13.0.0.7 Learning Objective 7: Use measures of model fit to select an appropriate set of explanatory variables.
Selecting the optimal set of explanatory variables is crucial for building parsimonious yet accurate models. * Adjusted R-squared (\(R^2_{adj}\)): * As noted above, it accounts for the number of predictors [CS1 Summary, Q17, 448]. * A higher \(R^2_{adj}\) generally indicates a better model [CS1 Summary, Q17, 448]. * Akaike Information Criterion (AIC): A measure that balances model fit and complexity; lower AIC indicates a better model [CS1 Summary, Q22, 482]. (Note: AIC is not explicitly detailed in the provided sources for linear regression, but it is mentioned for GLMs and variable selection generally.

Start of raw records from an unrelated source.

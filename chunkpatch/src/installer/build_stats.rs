//! Statistics reported for a finished installation.

use serde::Serialize;

use super::error::InstallErrorKind;
use crate::source::DownloadHealth;
use crate::stats::StatisticsSnapshot;

#[derive(Debug, Clone, Default, PartialEq, Serialize)]
pub struct BuildStats {
    pub app_name: String,
    pub app_installed_version: String,
    pub app_patch_version: String,
    pub cloud_directories: Vec<String>,

    pub num_files_in_build: u64,
    pub num_files_outdated: u64,
    pub num_files_to_remove: u64,
    pub num_files_constructed: u64,
    pub num_files_resumed: u64,

    pub num_chunks_required: u64,
    pub chunks_queued_for_download: u64,
    pub chunks_locally_available: u64,
    pub chunks_in_chunk_dbs: u64,
    pub num_chunks_downloaded: u64,
    pub num_chunks_recycled: u64,
    pub num_chunks_read_from_chunk_dbs: u64,
    pub num_failed_downloads: u64,
    pub num_bad_downloads: u64,
    pub num_aborted_downloads: u64,
    pub num_recycle_failures: u64,
    pub num_chunk_db_failures: u64,
    pub num_chunks_store_booted: u64,
    pub num_chunks_store_released: u64,
    pub num_disk_cache_loads: u64,

    pub total_downloaded_data: u64,
    pub total_required_download_data: u64,
    pub total_bytes_constructed: u64,
    /// Bytes per second over the download stage.
    pub average_download_speed: f64,
    pub overall_request_success_rate: f64,
    pub final_download_health: DownloadHealth,
    /// Seconds spent in each health state, indexed by [`DownloadHealth::index`].
    pub download_health_times: [f64; DownloadHealth::COUNT],

    pub initialize_time: f64,
    pub construct_time: f64,
    pub move_from_stage_time: f64,
    pub file_attributes_time: f64,
    pub verify_time: f64,
    pub clean_up_time: f64,
    pub prereq_time: f64,
    pub process_paused_time: f64,
    pub process_active_time: f64,
    pub process_execute_time: f64,

    pub process_success: bool,
    pub num_installer_retries: u32,
    pub failure_type: InstallErrorKind,
    pub error_code: String,
    pub failure_reason_text: String,
    pub retry_failure_types: Vec<InstallErrorKind>,
    pub retry_error_codes: Vec<String>,
}

impl BuildStats {
    /// Copy the live counters in.
    pub fn apply_statistics(&mut self, snapshot: &StatisticsSnapshot) {
        self.num_chunks_downloaded = snapshot.chunks_downloaded;
        self.num_chunks_recycled = snapshot.chunks_recycled;
        self.num_chunks_read_from_chunk_dbs = snapshot.chunkdb_chunks_read;
        self.num_failed_downloads = snapshot.downloads_failed;
        self.num_bad_downloads = snapshot.downloads_corrupt;
        self.num_aborted_downloads = snapshot.downloads_aborted;
        self.num_recycle_failures = snapshot.recycle_failures;
        self.num_chunk_db_failures = snapshot.chunkdb_failures;
        self.num_chunks_store_booted = snapshot.chunks_booted;
        self.num_chunks_store_released = snapshot.chunks_released;
        self.num_disk_cache_loads = snapshot.disk_cache_loads;
        self.total_downloaded_data = snapshot.bytes_downloaded;
        self.total_required_download_data = snapshot.required_download_bytes;
        self.total_bytes_constructed = snapshot.bytes_constructed;
        self.overall_request_success_rate = snapshot.request_success_rate();
        self.final_download_health = snapshot.download_health;
        self.download_health_times = snapshot.health_times;
    }

    /// Log every statistic as one `Build Stat:` line.
    pub fn log(&self) {
        let value = match serde_json::to_value(self) {
            Ok(value) => value,
            Err(e) => {
                tracing::warn!(error = %e, "Could not serialize build statistics");
                return;
            }
        };
        let Some(fields) = value.as_object() else {
            return;
        };
        for (name, value) in fields {
            tracing::info!("Build Stat: {}: {}", name, value);
        }
    }
}
//! Chunk source that recycles chunks out of installed builds.
//!
//! A chunk can be rebuilt from an existing installation when every byte of it
//! appears in some file of that installation. For each candidate chunk the
//! source plans a *recipe*: a list of byte ranges in installed files that,
//! read in order, reproduce the chunk.

use std::collections::{BTreeMap, HashMap, HashSet};
use std::io::{Read, Seek, SeekFrom};
use std::path::{Path, PathBuf};
use std::sync::Arc;

use bytes::{Bytes, BytesMut};
use parking_lot::Mutex;

use super::{ChunkSource, ChunkSourceError};
use crate::chunks::{ChunkData, ChunkReferenceTracker, MemoryChunkStore};
use crate::control::{ControlFlags, Controllable};
use crate::fs::FileSystem;
use crate::manifest::{BuildManifest, ChunkId};
use crate::message::{ChunkSourceEvent, ChunkSourceKind, MessageSender};
use crate::stats::InstallerStatistics;

#[derive(Debug, Clone, Default)]
pub struct InstallSourceConfig {
    pub batch_fetch_min: usize,
    pub batch_fetch_max: usize,
    /// Chunks another source already provides.
    pub chunk_ignore_set: HashSet<ChunkId>,
}

/// A byte range of an installed file that lands at `chunk_offset`.
#[derive(Debug, Clone, PartialEq, Eq)]
struct Piece {
    path: PathBuf,
    file_offset: u64,
    chunk_offset: u64,
    size: u64,
}

pub struct InstallChunkSource {
    config: InstallSourceConfig,
    fs: Arc<dyn FileSystem>,
    store: Arc<MemoryChunkStore>,
    tracker: Arc<ChunkReferenceTracker>,
    stats: Arc<InstallerStatistics>,
    messages: MessageSender,
    expected: HashMap<ChunkId, String>,
    flags: ControlFlags,
    recipes: Mutex<HashMap<ChunkId, Vec<Piece>>>,
}

impl InstallChunkSource {
    #[allow(clippy::too_many_arguments)]
    pub fn new(
        config: InstallSourceConfig,
        fs: Arc<dyn FileSystem>,
        store: Arc<MemoryChunkStore>,
        tracker: Arc<ChunkReferenceTracker>,
        manifest: &BuildManifest,
        installations: &BTreeMap<PathBuf, Arc<BuildManifest>>,
        stats: Arc<InstallerStatistics>,
        messages: MessageSender,
    ) -> Self {
        let referenced = tracker.get_referenced_chunks();
        let wanted = |id: &ChunkId| referenced.contains(id) && !config.chunk_ignore_set.contains(id);

        let mut pieces: HashMap<ChunkId, Vec<Piece>> = HashMap::new();
        for (install_dir, installed) in installations {
            collect_pieces(fs.as_ref(), install_dir, installed, manifest, &wanted, &mut pieces);
        }

        let recipes: HashMap<ChunkId, Vec<Piece>> = pieces
            .into_iter()
            .filter_map(|(id, pieces)| {
                let size = manifest.chunk_info(&id)?.size;
                plan_recipe(pieces, size).map(|recipe| (id, recipe))
            })
            .collect();

        tracing::info!(
            installations = installations.len(),
            recyclable = recipes.len(),
            "Install chunk source ready"
        );

        Self {
            config,
            fs,
            store,
            tracker,
            stats,
            messages,
            expected: manifest
                .chunks
                .iter()
                .map(|(id, info)| (*id, info.hash.clone()))
                .collect(),
            flags: ControlFlags::new(),
            recipes: Mutex::new(recipes),
        }
    }

    fn read_recipe(&self, recipe: &[Piece]) -> std::io::Result<Bytes> {
        let total: u64 = recipe.iter().map(|p| p.size).sum();
        let mut data = BytesMut::with_capacity(total as usize);
        for piece in recipe {
            let mut reader = self.fs.open_read(&piece.path)?;
            reader.seek(SeekFrom::Start(piece.file_offset))?;
            let mut buf = vec![0u8; piece.size as usize];
            reader.read_exact(&mut buf)?;
            data.extend_from_slice(&buf);
        }
        Ok(data.freeze())
    }

    /// Rebuild a chunk from its recipe. A recipe that fails is dropped.
    fn assemble(&self, id: &ChunkId) -> Option<Arc<ChunkData>> {
        let recipe = self.recipes.lock().get(id).cloned()?;
        let expected = self.expected.get(id)?;

        let event = match self.read_recipe(&recipe) {
            Ok(data) => {
                let chunk = ChunkData::new(*id, data);
                if chunk.verify(expected) {
                    self.stats.record_recycled();
                    return Some(Arc::new(chunk));
                }
                tracing::warn!(chunk = %id, "Recycled chunk failed hash verification");
                ChunkSourceEvent::CorruptChunk
            }
            Err(e) => {
                tracing::warn!(chunk = %id, error = %e, "Could not read installed file for recycling");
                ChunkSourceEvent::ReadFailed
            }
        };

        self.stats.record_recycle_failure();
        self.messages
            .chunk_source(ChunkSourceKind::Install, event, Some(*id));
        self.recipes.lock().remove(id);
        None
    }

    fn batch_for(&self, id: &ChunkId) -> Vec<ChunkId> {
        let upcoming = {
            let recipes = self.recipes.lock();
            self.tracker
                .next_references(self.config.batch_fetch_max, |c| c != id && recipes.contains_key(c))
        };
        let loaded = upcoming.iter().filter(|c| self.store.contains(c)).count();
        if loaded >= self.config.batch_fetch_min {
            return Vec::new();
        }
        upcoming
            .into_iter()
            .filter(|c| !self.store.contains(c))
            .take(self.config.batch_fetch_max.saturating_sub(loaded))
            .collect()
    }
}

/// Gather the pieces of wanted chunks found in one installation.
fn collect_pieces(
    fs: &dyn FileSystem,
    install_dir: &Path,
    installed: &BuildManifest,
    manifest: &BuildManifest,
    wanted: &impl Fn(&ChunkId) -> bool,
    pieces: &mut HashMap<ChunkId, Vec<Piece>>,
) {
    for file in installed.files.values() {
        let path = install_dir.join(&file.filename);
        if fs.file_size(&path) != Some(file.size) {
            continue;
        }

        let mut file_offset = 0u64;
        for part in &file.parts {
            let same_chunk = match (installed.chunk_info(&part.chunk), manifest.chunk_info(&part.chunk)) {
                (Some(old), Some(new)) => old.hash.eq_ignore_ascii_case(&new.hash),
                _ => false,
            };
            if same_chunk && wanted(&part.chunk) {
                pieces.entry(part.chunk).or_default().push(Piece {
                    path: path.clone(),
                    file_offset,
                    chunk_offset: part.offset,
                    size: part.size,
                });
            }
            file_offset += part.size;
        }
    }
}

/// Greedily cover `[0, chunk_size)` with pieces, or `None` if a gap remains.
fn plan_recipe(mut pieces: Vec<Piece>, chunk_size: u64) -> Option<Vec<Piece>> {
    pieces.sort_by_key(|p| (p.chunk_offset, std::cmp::Reverse(p.size)));

    let mut recipe = Vec::new();
    let mut covered = 0u64;
    while covered < chunk_size {
        let best = pieces
            .iter()
            .filter(|p| p.chunk_offset <= covered && p.chunk_offset + p.size > covered)
            .max_by_key(|p| p.chunk_offset + p.size)?;

        let skip = covered - best.chunk_offset;
        let end = (best.chunk_offset + best.size).min(chunk_size);
        recipe.push(Piece {
            path: best.path.clone(),
            file_offset: best.file_offset + skip,
            chunk_offset: covered,
            size: end - covered,
        });
        covered = end;
    }
    Some(recipe)
}

impl ChunkSource for InstallChunkSource {
    fn available_chunks(&self) -> HashSet<ChunkId> {
        self.recipes.lock().keys().copied().collect()
    }

    fn get(&self, id: &ChunkId) -> Result<Option<Arc<ChunkData>>, ChunkSourceError> {
        if !self.flags.wait_while_paused() {
            return Err(ChunkSourceError::Aborted);
        }
        if let Some(chunk) = self.store.get(id)? {
            return Ok(Some(chunk));
        }

        let Some(chunk) = self.assemble(id) else {
            return Ok(None);
        };
        self.store.put(Arc::clone(&chunk))?;

        for next in self.batch_for(id) {
            if self.flags.is_aborted() {
                return Err(ChunkSourceError::Aborted);
            }
            if let Some(recycled) = self.assemble(&next) {
                self.store.put(recycled)?;
            }
        }
        Ok(Some(chunk))
    }
}

impl Controllable for InstallChunkSource {
    fn abort(&self) {
        self.flags.abort();
    }

    fn set_paused(&self, paused: bool) {
        self.flags.set_paused(paused);
    }
}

It is a common measure in model selection.) * Statistical Significance of Parameters: Include only covariates where the hypothesis that \(\beta_j=0\) can be rejected (i.e., they are statistically significant) [CS1 Summary, Q18, 449]. * Stepwise Selection Methods: * Forward Selection: Start with a null model (intercept only) and iteratively add the covariate that most significantly improves the model (e.g., reduces AIC the most or causes a significant decrease in deviance) until no further significant improvement is found [CS1 Summary, Q22, 482; Copy of CS1B Summary 4 - Regression 2020.pdf, 546]. * Backward Elimination: Start with a full model (all available covariates) and iteratively remove the least significant covariate (e.g., highest p-value for \(\beta_j\) coefficient, or causes AIC to reach a minimum) until all remaining covariates are statistically significant [CS1 Summary, Q23, 483].
These tools and techniques are vital for developing robust predictive models in actuarial science. Keep practicing!